### WHAT YOU WILL DO
Set down, exactly as written, every line from the top of the records below to the line containing "async fn main()", both ends included, and no others.

### Stored data entries
━━━━━━━━━━━━━━━━
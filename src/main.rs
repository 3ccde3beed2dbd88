use anyhow::Context;
use citerag::{api, config, logging, pipeline::RetrievalService};
use clap::Parser;
use std::net::Ipv4Addr;
use std::path::PathBuf;
use std::sync::Arc;
use tokio::net::TcpListener;

const DEFAULT_PORT: u16 = 8080;

/// Citation RAG HTTP server.
#[derive(Parser, Debug)]
#[command(version, about)]
struct Args {
    /// Port to listen on; overrides SERVER_PORT.
    #[arg(long)]
    port: Option<u16>,
    /// Dotenv file to load before reading the environment.
    #[arg(long)]
    env_file: Option<PathBuf>,
}

#[tokio::main]
async fn main() -> anyhow::Result<()> {
    let args = Args::parse();
    logging::init_tracing();
    let config = config::init_config(args.env_file.as_deref())?;

    let service = RetrievalService::new()
        .await
        .context("Failed to initialize retrieval service")?;
    let app = api::create_router(Arc::new(service));

    let port = args.port.or(config.server_port).unwrap_or(DEFAULT_PORT);
    let listener = TcpListener::bind((Ipv4Addr::UNSPECIFIED, port))
        .await
        .with_context(|| format!("Failed to bind port {port}"))?;
    tracing::info!("Listening on http://0.0.0.0:{}", port);
    axum::serve(listener, app).await?;
    Ok(())
}
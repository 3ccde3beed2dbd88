//! Vector store abstraction over the citation corpus.
//!
//! Stores own the persisted [`StoredDocument`](crate::records::StoredDocument)s. Documents are
//! written once and never updated; the only removal is [`VectorStore::clear`] before a source
//! document is re-ingested.

mod memory;
mod qdrant;

pub use memory::InMemoryStore;
pub use qdrant::QdrantStore;

use crate::config::{Config, VectorStoreProvider, get_config};
use crate::records::{CitationRecord, SearchResult};
use async_trait::async_trait;
use reqwest::StatusCode;
use thiserror::Error;

/// Errors returned by vector store backends.
#[derive(Debug, Error)]
pub enum VectorStoreError {
    /// Base URL failed to parse or normalize.
    #[error("Invalid vector store URL: {0}")]
    InvalidUrl(String),
    /// HTTP layer failed before receiving a response.
    #[error("HTTP request failed: {0}")]
    Http(#[from] reqwest::Error),
    /// The backend responded with an unexpected status code.
    #[error("Unexpected vector store response ({status}): {body}")]
    UnexpectedStatus {
        /// HTTP status returned by the backend.
        status: StatusCode,
        /// Body payload associated with the failing response.
        body: String,
    },
    /// Vector length does not match the store's configured dimension.
    #[error("Vector dimension mismatch: expected {expected}, got {actual}")]
    DimensionMismatch {
        /// Dimension the store was provisioned with.
        expected: usize,
        /// Dimension of the rejected vector.
        actual: usize,
    },
}

/// Persistence and similarity search for citation records.
#[async_trait]
pub trait VectorStore: Send + Sync {
    /// Write one record with its embedding, stamping it with the current time.
    async fn insert(
        &self,
        record: &CitationRecord,
        embedding: Vec<f32>,
    ) -> Result<(), VectorStoreError>;

    /// Exact nearest-neighbor search returning at most `top_k` results, best first.
    async fn search(
        &self,
        vector: Vec<f32>,
        top_k: usize,
    ) -> Result<Vec<SearchResult>, VectorStoreError>;

    /// Delete every stored document.
    async fn clear(&self) -> Result<(), VectorStoreError>;

    /// Check that the backend is reachable and the collection is present.
    async fn ping(&self) -> Result<(), VectorStoreError>;
}

/// Build the vector store selected by `config`, creating the Qdrant collection when missing.
pub async fn vector_store_from_config(
    config: &Config,
) -> Result<Box<dyn VectorStore>, VectorStoreError> {
    match config.vector_store {
        VectorStoreProvider::Qdrant => {
            let store = QdrantStore::new(
                &config.qdrant_url,
                config.qdrant_api_key.clone(),
                &config.qdrant_collection_name,
                &config.vector_field_name,
                config.embedding_dimension,
            )?;
            store.ensure_collection().await?;
            Ok(Box::new(store))
        }
        VectorStoreProvider::Memory => {
            tracing::warn!("Using the in-memory vector store; the corpus is lost on restart");
            Ok(Box::new(InMemoryStore::new(config.embedding_dimension)))
        }
    }
}

/// Build a vector store for the globally loaded configuration.
pub async fn get_vector_store() -> Result<Box<dyn VectorStore>, VectorStoreError> {
    vector_store_from_config(get_config()).await
}
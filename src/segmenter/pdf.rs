//! Extracting selected pages of an uploaded PDF as standalone single-page documents.
//!
//! Each page is rebuilt in a fresh document from the objects reachable from its page
//! dictionary, so the cost grows with the selected pages and not with the whole file.

use crate::pipeline::PageRange;
use lopdf::{Dictionary, Document, Object, ObjectId, dictionary};
use std::collections::{BTreeMap, BTreeSet};
use thiserror::Error;

/// Page attributes a page may inherit from its ancestors in the page tree.
const INHERITABLE: [&[u8]; 4] = [b"Resources", b"MediaBox", b"CropBox", b"Rotate"];

/// Upper bound on page tree depth when resolving inherited attributes.
const MAX_TREE_DEPTH: usize = 64;

/// Errors raised while reading an uploaded PDF.
#[derive(Debug, Error)]
pub enum PdfError {
    /// The bytes are not a PDF `lopdf` can read.
    #[error("Failed to parse PDF: {0}")]
    Parse(#[from] lopdf::Error),
    /// The document is encrypted and cannot be split.
    #[error("Encrypted PDFs are not supported")]
    Encrypted,
    /// The document has no pages.
    #[error("PDF contains no pages")]
    Empty,
    /// Writing a page out as its own document failed.
    #[error("Failed to write page {page}: {message}")]
    Write {
        /// 1-based page number.
        page: usize,
        /// Writer error message.
        message: String,
    },
}

/// One extracted page.
#[derive(Debug, Clone)]
pub struct PdfPage {
    /// 1-based position in the source document.
    pub number: usize,
    /// Standalone single-page PDF.
    pub bytes: Vec<u8>,
}

/// Page count of the upload together with the pages selected for ingestion.
#[derive(Debug, Clone)]
pub struct SplitPdf {
    /// Pages in the source document.
    pub page_count: usize,
    /// Selected pages in page order; empty when the range starts past the last page.
    pub pages: Vec<PdfPage>,
}

/// Parse `bytes` and extract the pages of `range` as single-page PDFs.
pub fn split_pages(bytes: &[u8], range: PageRange) -> Result<SplitPdf, PdfError> {
    let document = Document::load_mem(bytes)?;
    if document.is_encrypted() {
        return Err(PdfError::Encrypted);
    }

    let page_ids: Vec<ObjectId> = document.get_pages().into_values().collect();
    if page_ids.is_empty() {
        return Err(PdfError::Empty);
    }
    let page_count = page_ids.len();
    let selected = range.indices(page_count);
    tracing::debug!(
        page_count,
        selected = selected.len(),
        "Extracting PDF pages"
    );

    let all_pages: BTreeSet<ObjectId> = page_ids.iter().copied().collect();
    let pages = selected
        .map(|index| {
            let number = index + 1;
            let bytes = extract_page(&document, page_ids[index], &all_pages)
                .map_err(|error| PdfError::Write {
                    page: number,
                    message: error.to_string(),
                })?;
            Ok(PdfPage { number, bytes })
        })
        .collect::<Result<Vec<_>, PdfError>>()?;

    Ok(SplitPdf { page_count, pages })
}

fn extract_page(
    source: &Document,
    page_id: ObjectId,
    all_pages: &BTreeSet<ObjectId>,
) -> Result<Vec<u8>, lopdf::Error> {
    let mut page = source.get_dictionary(page_id)?.clone();
    inherit_attributes(source, &mut page)?;
    page.remove(b"Parent");

    let mut target = Document::with_version(source.version.clone());
    let pages_id = target.new_object_id();
    let new_page_id = target.new_object_id();

    let mut copy = ObjectCopy {
        source,
        target: &mut target,
        mapped: BTreeMap::from([(page_id, new_page_id)]),
        other_pages: all_pages,
    };
    let mut page = copy.dictionary(&page)?;
    page.set("Parent", pages_id);

    target.objects.insert(new_page_id, Object::Dictionary(page));
    target.objects.insert(
        pages_id,
        Object::Dictionary(dictionary! {
            "Type" => "Pages",
            "Kids" => vec![Object::Reference(new_page_id)],
            "Count" => 1,
        }),
    );
    let catalog_id = target.add_object(dictionary! {
        "Type" => "Catalog",
        "Pages" => pages_id,
    });
    target.trailer.set("Root", catalog_id);

    let mut buffer = Vec::new();
    target.save_to(&mut buffer)?;
    Ok(buffer)
}

fn inherit_attributes(source: &Document, page: &mut Dictionary) -> Result<(), lopdf::Error> {
    let mut parent = page.get(b"Parent").and_then(Object::as_reference).ok();
    for _ in 0..MAX_TREE_DEPTH {
        let Some(node_id) = parent else {
            break;
        };
        let node = source.get_dictionary(node_id)?;
        for key in INHERITABLE {
            if !page.has(key)
                && let Ok(value) = node.get(key)
            {
                page.set(key.to_vec(), value.clone());
            }
        }
        parent = node.get(b"Parent").and_then(Object::as_reference).ok();
    }
    Ok(())
}

/// Deep copy of the objects reachable from one page into a new document.
///
/// `Parent` links are dropped and references to other pages become `null`, which keeps the
/// rest of the page tree out of the copy.
struct ObjectCopy<'a> {
    source: &'a Document,
    target: &'a mut Document,
    mapped: BTreeMap<ObjectId, ObjectId>,
    other_pages: &'a BTreeSet<ObjectId>,
}

impl ObjectCopy<'_> {
    fn object(&mut self, object: &Object) -> Result<Object, lopdf::Error> {
        Ok(match object {
            Object::Reference(id) => self.reference(*id)?,
            Object::Array(items) => Object::Array(
                items
                    .iter()
                    .map(|item| self.object(item))
                    .collect::<Result<_, _>>()?,
            ),
            Object::Dictionary(dict) => Object::Dictionary(self.dictionary(dict)?),
            Object::Stream(stream) => {
                let mut stream = stream.clone();
                stream.dict = self.dictionary(&stream.dict)?;
                Object::Stream(stream)
            }
            other => other.clone(),
        })
    }

    fn dictionary(&mut self, dict: &Dictionary) -> Result<Dictionary, lopdf::Error> {
        let mut copied = Dictionary::new();
        for (key, value) in dict.iter() {
            if key.as_slice() == b"Parent" {
                continue;
            }
            copied.set(key.clone(), self.object(value)?);
        }
        Ok(copied)
    }

    fn reference(&mut self, id: ObjectId) -> Result<Object, lopdf::Error> {
        if let Some(&new_id) = self.mapped.get(&id) {
            return Ok(Object::Reference(new_id));
        }
        if self.other_pages.contains(&id) {
            return Ok(Object::Null);
        }
        let new_id = self.target.new_object_id();
        // Map before descending so cycles resolve to the id being built.
        self.mapped.insert(id, new_id);
        let source = self.source;
        let object = self.object(source.get_object(id)?)?;
        self.target.objects.insert(new_id, object);
        Ok(Object::Reference(new_id))
    }
}

#[cfg(test)]
pub(crate) mod tests {
    use super::*;
    use lopdf::Stream;
    use std::time::{Duration, Instant};

    /// Build a minimal PDF with `pages` blank pages.
    pub(crate) fn blank_pdf(pages: usize) -> Vec<u8> {
        let mut doc = Document::with_version("1.5");
        let pages_id = doc.new_object_id();
        let kids: Vec<Object> = (0..pages)
            .map(|_| {
                doc.add_object(dictionary! {
                    "Type" => "Page",
                    "Parent" => pages_id,
                    "MediaBox" => vec![0.into(), 0.into(), 595.into(), 842.into()],
                })
                .into()
            })
            .collect();
        doc.objects.insert(
            pages_id,
            Object::Dictionary(dictionary! {
                "Type" => "Pages",
                "Kids" => kids,
                "Count" => pages as i64,
            }),
        );
        let catalog_id = doc.add_object(dictionary! {
            "Type" => "Catalog",
            "Pages" => pages_id,
        });
        doc.trailer.set("Root", catalog_id);

        let mut buffer = Vec::new();
        doc.save_to(&mut buffer).expect("save pdf");
        buffer
    }

    /// Pages carry a content stream naming their number; the media box and a shared font
    /// resource live on the page tree root.
    fn numbered_pdf(pages: usize) -> Vec<u8> {
        let mut doc = Document::with_version("1.5");
        let pages_id = doc.new_object_id();
        let font_id = doc.add_object(dictionary! {
            "Type" => "Font",
            "Subtype" => "Type1",
            "BaseFont" => "Helvetica",
        });
        let kids: Vec<Object> = (1..=pages)
            .map(|number| {
                let content = Stream::new(dictionary! {}, format!("% page {number}").into_bytes());
                let content_id = doc.add_object(content);
                doc.add_object(dictionary! {
                    "Type" => "Page",
                    "Parent" => pages_id,
                    "Contents" => content_id,
                })
                .into()
            })
            .collect();
        doc.objects.insert(
            pages_id,
            Object::Dictionary(dictionary! {
                "Type" => "Pages",
                "Kids" => kids,
                "Count" => pages as i64,
                "MediaBox" => vec![0.into(), 0.into(), 595.into(), 842.into()],
                "Resources" => dictionary! { "Font" => dictionary! { "F1" => font_id } },
            }),
        );
        let catalog_id = doc.add_object(dictionary! {
            "Type" => "Catalog",
            "Pages" => pages_id,
        });
        doc.trailer.set("Root", catalog_id);

        let mut buffer = Vec::new();
        doc.save_to(&mut buffer).expect("save pdf");
        buffer
    }

    fn only_page(bytes: &[u8]) -> (Document, ObjectId) {
        let doc = Document::load_mem(bytes).expect("reload page");
        let pages = doc.get_pages();
        assert_eq!(pages.len(), 1);
        let id = *pages.values().next().expect("one page");
        (doc, id)
    }

    #[test]
    fn extracts_selected_pages_in_order() {
        let range = PageRange::new(2, 3).expect("range");
        let split = split_pages(&numbered_pdf(4), range).expect("split");
        assert_eq!(split.page_count, 4);
        assert_eq!(
            split.pages.iter().map(|page| page.number).collect::<Vec<_>>(),
            vec![2, 3]
        );

        for page in &split.pages {
            let (doc, id) = only_page(&page.bytes);
            let content = doc.get_page_content(id).expect("page content");
            let expected = format!("% page {}", page.number);
            assert_eq!(String::from_utf8_lossy(&content), expected);
        }
    }

    #[test]
    fn extracted_page_keeps_inherited_attributes() {
        let split = split_pages(&numbered_pdf(2), PageRange::default()).expect("split");
        let (doc, id) = only_page(&split.pages[0].bytes);
        let page = doc.get_dictionary(id).expect("page dictionary");
        assert!(page.has(b"MediaBox"));

        let resources = page
            .get(b"Resources")
            .and_then(Object::as_dict)
            .expect("resources");
        let font_ref = resources
            .get(b"Font")
            .and_then(Object::as_dict)
            .and_then(|fonts| fonts.get(b"F1"))
            .and_then(Object::as_reference)
            .expect("font reference");
        let font = doc.get_dictionary(font_ref).expect("font object");
        assert_eq!(
            font.get(b"BaseFont").and_then(Object::as_name).expect("name"),
            b"Helvetica"
        );
    }

    #[test]
    fn range_past_the_end_selects_nothing() {
        let split = split_pages(&blank_pdf(2), PageRange::new(5, 6).expect("range")).expect("split");
        assert_eq!(split.page_count, 2);
        assert!(split.pages.is_empty());
    }

    #[test]
    fn single_page_of_a_long_document_is_fast() {
        let pdf = blank_pdf(400);
        let started = Instant::now();
        let split = split_pages(&pdf, PageRange::default()).expect("split");
        assert_eq!(split.page_count, 400);
        assert_eq!(split.pages.len(), 1);
        assert!(
            started.elapsed() < Duration::from_secs(2),
            "splitting took {:?}",
            started.elapsed()
        );
    }

    #[test]
    fn every_page_of_a_long_document_stays_linear() {
        let pdf = blank_pdf(300);
        let started = Instant::now();
        let split = split_pages(&pdf, PageRange::new(1, 300).expect("range")).expect("split");
        assert_eq!(split.pages.len(), 300);
        assert!(
            started.elapsed() < Duration::from_secs(5),
            "splitting took {:?}",
            started.elapsed()
        );
    }

    #[test]
    fn rejects_non_pdf_bytes() {
        let error =
            split_pages(b"definitely not a pdf", PageRange::default()).expect_err("parse failure");
        assert!(matches!(error, PdfError::Parse(_)));
    }
}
━━━━━━━━━━━━━━━━
### TASK RESULT
filename src/main.rs
repository 3ccde3beed2dbd88
use anyhow::Context;
use citerag::{api, config, logging, pipeline::RetrievalService};
use clap::Parser;
use std::net::Ipv4Addr;
use std::path::PathBuf;
use std::sync::Arc;
use tokio::net::TcpListener;

const DEFAULT_PORT: u16 = 8080;

/// Citation RAG HTTP server.
#[derive(Parser, Debug)]
#[command(version, about)]
struct Args {
    /// Port to listen on; overrides SERVER_PORT.
    #[arg(long)]
    port: Option<u16>,
    /// Dotenv file to load before reading the environment.
    #[arg(long)]
    env_file: Option<PathBuf>,
}

#[tokio::main]
async fn main() -> anyhow::Result<()> {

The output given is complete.